Health desk: A Good-News, Bad-News Pandemic
With coronavirus, the world faces “the first postmodern pandemic,” writes the Washington Free Beacon’s Matthew Continetti, and the resulting “fractured public narrative” may slow the response. The good news: “Science, medicine and public health have improved immeasurably” since a century ago, when the US last faced a health crisis of this size. The bad: “COVID-19 is novel,” so it may “be more than a year” before we can mass-produce a vaccine. Worse, much of the media will hype the “most outrageous scenarios” to damage the president’s re-election prospects. Their “worldwide” reach “distributes misinformation” and “incentivizes hysteria.” “Dealing with ‘community spread’ is hard enough,” snarks Continetti. “Try doing it while watching Don Lemon.”

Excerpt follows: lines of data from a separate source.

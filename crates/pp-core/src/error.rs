//! Error types for pp-core

use thiserror::Error;

/// Core error type for placeprobe
#[derive(Error, Debug)]
pub enum CoreError {
    /// C001: Configuration file not found
    #[error("[C001] Config file not found: {path}")]
    ConfigNotFound { path: String },

    /// C002: Failed to parse configuration file
    #[error("[C002] Failed to parse config {path}: {message}")]
    ConfigParseError { path: String, message: String },

    /// C003: Invalid configuration value
    #[error("[C003] Invalid config: {message}")]
    ConfigInvalid { message: String },

    /// IO error with file path context
    #[error("IO error reading {path}: {source}")]
    IoWithPath {
        path: String,
        source: std::io::Error,
    },
}

/// Result type alias for CoreError
pub type CoreResult<T> = Result<T, CoreError>;
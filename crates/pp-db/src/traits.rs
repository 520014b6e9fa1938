//! Database trait definition

use crate::error::DbResult;
use async_trait::async_trait;
use pp_core::DistinctQuery;

/// Read-only database abstraction used by the reporter
///
/// Implementations must be Send + Sync for async operation.
#[async_trait]
pub trait Database: Send + Sync {
    /// Run a distinct-value query and return each value rendered as text,
    /// in the order the database produced them
    async fn select_distinct(&self, query: &DistinctQuery) -> DbResult<Vec<String>>;

    /// Database type identifier for logging
    fn db_type(&self) -> &'static str;
}
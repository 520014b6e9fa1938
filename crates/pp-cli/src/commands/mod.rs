//! CLI command implementations

pub(crate) mod common;
pub(crate) mod report;
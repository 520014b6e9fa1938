//! placeprobe CLI - report distinct provinces and jurisdictions from a
//! historic places SQLite database

use clap::Parser;

mod cli;
mod commands;

use cli::Cli;
use commands::{common, report};

#[tokio::main(flavor = "current_thread")]
async fn main() -> std::process::ExitCode {
    let cli = Cli::parse();

    match report::execute(&cli.global).await {
        Ok(()) => std::process::ExitCode::SUCCESS,
        Err(err) => match err.downcast_ref::<common::ExitCode>() {
            Some(code) => std::process::ExitCode::from(u8::try_from(code.0).unwrap_or(1)),
            None => {
                // Unexpected failures are reported, not treated as a crash.
                println!("Error: {:#}", err);
                std::process::ExitCode::SUCCESS
            }
        },
    }
}
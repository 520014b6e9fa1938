use super::*;
use rusqlite::Connection;

fn classify(sql: &str) -> DbError {
    let conn = Connection::open_in_memory().unwrap();
    conn.execute_batch("CREATE TABLE places (id INTEGER, province TEXT);")
        .unwrap();
    let err = conn.prepare(sql).map(|_| ()).unwrap_err();
    err.into()
}

#[test]
fn test_missing_column_classified() {
    let err = classify("SELECT province_territory FROM places");
    assert!(err.is_column_not_found());
    assert!(err.to_string().starts_with("[D004]"));
    assert!(err.to_string().contains("province_territory"));
}

#[test]
fn test_missing_filter_column_classified() {
    let err = classify("SELECT DISTINCT province FROM places WHERE name_en IS NOT NULL");
    match err {
        DbError::ColumnNotFound(msg) => assert_eq!(msg, "no such column: name_en"),
        other => panic!("expected ColumnNotFound, got {other:?}"),
    }
}

#[test]
fn test_sqlite_failure_message_classified() {
    let failure = rusqlite::Error::SqliteFailure(
        rusqlite::ffi::Error::new(rusqlite::ffi::SQLITE_ERROR),
        Some("no such column: province_territory".to_string()),
    );
    let err: DbError = failure.into();
    assert!(err.is_column_not_found());
}

#[test]
fn test_missing_table_classified() {
    let err = classify("SELECT province FROM sites");
    assert!(matches!(err, DbError::TableNotFound(_)));
    assert!(!err.is_column_not_found());
}

#[test]
fn test_syntax_error_is_execution_error() {
    let err = classify("SELEC province FROM places");
    assert!(matches!(err, DbError::ExecutionError(_)));
}

#[test]
fn test_non_sqlite_failure_is_execution_error() {
    let err: DbError = rusqlite::Error::QueryReturnedNoRows.into();
    assert!(matches!(err, DbError::ExecutionError(_)));
}
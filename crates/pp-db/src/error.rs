//! Error types for pp-db

use thiserror::Error;

/// Database operation errors
#[derive(Error, Debug)]
pub enum DbError {
    /// Connection error (D001)
    #[error("[D001] Database connection failed: {0}")]
    ConnectionError(String),

    /// Query execution error (D002)
    #[error("[D002] SQL execution failed: {0}")]
    ExecutionError(String),

    /// Table not found (D003)
    #[error("[D003] Table not found: {0}")]
    TableNotFound(String),

    /// Column not found (D004)
    #[error("[D004] Column not found: {0}")]
    ColumnNotFound(String),

    /// Mutex poisoned (D005)
    #[error("[D005] Database mutex poisoned: {0}")]
    MutexPoisoned(String),
}

impl DbError {
    /// True when the failure means the referenced column is absent from
    /// the schema, the only class that moves a probe to its next attempt.
    pub fn is_column_not_found(&self) -> bool {
        matches!(self, DbError::ColumnNotFound(_))
    }
}

/// Result type alias for DbError
pub type DbResult<T> = Result<T, DbError>;

impl From<rusqlite::Error> for DbError {
    fn from(err: rusqlite::Error) -> Self {
        // SQLite reports a missing column or table as a generic SQLITE_ERROR
        // at prepare time; only the message tells them apart. Bundled builds
        // return it as SqlInputError, older ones as SqliteFailure.
        let msg = match &err {
            rusqlite::Error::SqlInputError { msg, .. } => Some(msg.as_str()),
            rusqlite::Error::SqliteFailure(_, Some(msg)) => Some(msg.as_str()),
            _ => None,
        };
        match msg {
            Some(msg) if msg.starts_with("no such column") => {
                DbError::ColumnNotFound(msg.to_string())
            }
            Some(msg) if msg.starts_with("no such table") => DbError::TableNotFound(msg.to_string()),
            _ => DbError::ExecutionError(err.to_string()),
        }
    }
}

#[cfg(test)]
#[path = "error_test.rs"]
mod tests;
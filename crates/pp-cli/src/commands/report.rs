//! Report command implementation
//!
//! Opens the historic places database read-only and prints up to `limit`
//! distinct values for each column group. A group whose current-layout column
//! is missing is retried against the legacy layout; a group that still fails
//! prints an error line and the next group runs regardless.

use anyhow::{Context, Result};
use pp_core::{default_column_groups, Config, PLACES_TABLE};
use pp_db::{probe_distinct, Database, SqliteBackend};
use std::io::{self, Write};

use crate::cli::GlobalArgs;
use crate::commands::common::{resolve_config, verbose, ExitCode};

/// Execute the report command
pub async fn execute(global: &GlobalArgs) -> Result<()> {
    let cwd = std::env::current_dir().context("Failed to read working directory")?;
    let config = match resolve_config(global, &cwd) {
        Ok(config) => config,
        Err(e) => {
            eprintln!("Error: {:#}", e);
            return Err(ExitCode(1).into());
        }
    };

    let stdout = io::stdout();
    let mut out = stdout.lock();
    run(&config, global, &mut out).await
}

/// Print the report for `config` to `out`.
///
/// A missing database file returns `ExitCode(1)` before any connection is
/// attempted. A database that cannot be opened prints `Error: ...` and ends
/// the run successfully.
pub(crate) async fn run<W: Write>(
    config: &Config,
    global: &GlobalArgs,
    out: &mut W,
) -> Result<()> {
    let path = config.database_path.as_path();
    if !path.exists() {
        writeln!(out, "Database not found at {}", path.display())?;
        return Err(ExitCode(1).into());
    }

    let db = match SqliteBackend::open_read_only(path) {
        Ok(db) => db,
        Err(e) => {
            writeln!(out, "Error: {}", e)?;
            return Ok(());
        }
    };
    verbose(
        global,
        &format!("Opened {} database {}", db.db_type(), path.display()),
    );

    let result = report_sections(&db, config.limit, global, out).await;

    if let Err(e) = db.close() {
        log::warn!("Failed to close {}: {}", path.display(), e);
    }
    result
}

async fn report_sections<W: Write>(
    db: &dyn Database,
    limit: u32,
    global: &GlobalArgs,
    out: &mut W,
) -> Result<()> {
    for (idx, group) in default_column_groups().iter().enumerate() {
        if idx > 0 {
            writeln!(out)?;
        }
        writeln!(out, "--- {} (Limit {}) ---", group.heading, limit)?;

        match probe_distinct(db, group, PLACES_TABLE, limit).await {
            Ok(outcome) => {
                verbose(
                    global,
                    &format!(
                        "{}: {} layout, column {} ({} values)",
                        group.name,
                        outcome.version,
                        outcome.column,
                        outcome.values.len()
                    ),
                );
                for value in &outcome.values {
                    writeln!(out, "{}", value)?;
                }
            }
            Err(e) => writeln!(out, "Error querying {}: {}", group.name, e)?,
        }
    }

    out.flush()?;
    Ok(())
}

#[cfg(test)]
#[path = "report_test.rs"]
mod tests;
use super::*;
use clap::{CommandFactory, Parser};

#[test]
fn verify_cli_args() {
    // Validates the entire command tree: short flag conflicts,
    // duplicate args, and other clap definition errors.
    Cli::command().debug_assert();
}

#[test]
fn test_no_arguments_uses_defaults() {
    let cli = Cli::try_parse_from(["placeprobe"]).unwrap();
    assert!(!cli.global.verbose);
    assert!(cli.global.database.is_none());
    assert!(cli.global.limit.is_none());
    assert!(cli.global.config.is_none());
}

#[test]
fn test_overrides_parsed() {
    let cli = Cli::try_parse_from([
        "placeprobe",
        "-v",
        "--database",
        "/data/historic_places.db",
        "-l",
        "5",
    ])
    .unwrap();
    assert!(cli.global.verbose);
    assert_eq!(
        cli.global.database,
        Some(PathBuf::from("/data/historic_places.db"))
    );
    assert_eq!(cli.global.limit, Some(5));
}

#[test]
fn test_zero_limit_rejected() {
    assert!(Cli::try_parse_from(["placeprobe", "--limit", "0"]).is_err());
}
//! `<source>` builder: typed data arrays and their accessor.

use super::{asset, Context};
use crate::core::{DiagnosticKind, Element, TokenSource};
use crate::dom::{Accessor, ArrayData, ArrayValues, Handle, Param, Reference, Source};
use crate::util::{parse_bools, parse_list, Result};

/// Decode a `<source>` that will be stored at `sources[index]` of the
/// animation at arena index `animation`.
pub(crate) fn source<S: TokenSource>(
    ctx: &mut Context<'_, S>,
    el: &Element,
    animation: usize,
    index: usize,
) -> Result<Source> {
    let mut source = Source {
        id: el.required("id")?.to_string(),
        name: el.attr_string("name"),
        array: None,
        accessor: None,
    };
    ctx.register(Some(source.id.as_str()), Handle::Source { animation, index }, el.name());

    while let Some(child) = ctx.next_child(el)? {
        match child.name() {
            "float_array" | "int_array" | "bool_array" | "Name_array" | "IDREF_array" => {
                let data = array(ctx, &child)?;
                let handle = Handle::Array {
                    animation,
                    source: index,
                };
                ctx.register(data.id.as_deref(), handle, child.name());
                source.array = Some(data);
            }
            "technique_common" => source.accessor = technique_common(ctx, &child)?,
            "asset" => {
                asset::asset(ctx, &child)?;
            }
            "technique" | "SIDREF_array" | "token_array" => ctx.unsupported(el, &child)?,
            _ => ctx.unknown(el, &child)?,
        }
    }

    Ok(source)
}

fn array<S: TokenSource>(ctx: &mut Context<'_, S>, el: &Element) -> Result<ArrayData> {
    let count: usize = el.parse_required("count")?;
    let tag = el.name();
    let values = match tag {
        "float_array" => ArrayValues::Float(parse_list(tag, &el.text)?),
        "int_array" => ArrayValues::Int(parse_list(tag, &el.text)?),
        "bool_array" => ArrayValues::Bool(parse_bools(tag, &el.text)?),
        "Name_array" => ArrayValues::Name(parse_list(tag, &el.text)?),
        _ => ArrayValues::IdRef(parse_list(tag, &el.text)?),
    };
    let data = ArrayData {
        id: el.attr_string("id"),
        name: el.attr_string("name"),
        count,
        values,
    };
    if data.values.len() != count {
        ctx.diags.warn(
            DiagnosticKind::CountMismatch,
            tag,
            data.id.as_deref().unwrap_or(""),
            format!("count is {count} but {} values are present", data.values.len()),
        );
    }
    Ok(data)
}

fn technique_common<S: TokenSource>(ctx: &mut Context<'_, S>, el: &Element) -> Result<Option<Accessor>> {
    let mut accessor = None;
    while let Some(child) = ctx.next_child(el)? {
        match child.name() {
            "accessor" => accessor = Some(read_accessor(ctx, &child)?),
            _ => ctx.unknown(el, &child)?,
        }
    }
    Ok(accessor)
}

fn read_accessor<S: TokenSource>(ctx: &mut Context<'_, S>, el: &Element) -> Result<Accessor> {
    let url = el.required("source")?;
    ctx.reference(url, el.name(), "source");
    let mut accessor = Accessor {
        source: Reference::new(url),
        count: el.parse_required("count")?,
        offset: el.parse_attr("offset")?.unwrap_or(0),
        stride: el.parse_attr("stride")?.unwrap_or(1),
        params: Vec::new(),
    };

    while let Some(child) = ctx.next_child(el)? {
        match child.name() {
            "param" => accessor.params.push(Param {
                name: child.attr_string("name"),
                sid: child.attr_string("sid"),
                kind: child.attr_string("type").unwrap_or_default(),
                semantic: child.attr_string("semantic"),
            }),
            _ => ctx.unknown(el, &child)?,
        }
    }
    Ok(accessor)
}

Libertarian: Pols Will Make COVID-19 Worse
As the coronavirus spreads, Republicans and Democrats are abiding by the old adage “never let a good crisis go to waste,” observes Reason’s Eric Boehm. On Wednesday, President Trump bragged about how he slowed the spread of the disease into America by cutting off air travel from China and suggested further restrictions may be coming — even though evidence shows travel bans don’t “reduce the number of people who get sick” during outbreaks. Democrats, meanwhile, are using the crisis to attack Trump, blasting him for “bungling” America’s response — even though it’s far too soon to conclude anything much about the government’s reaction. One thing’s clear, though: “No matter how bad the outbreak might turn out to be, you can bet that politicians will find a way to make it worse.”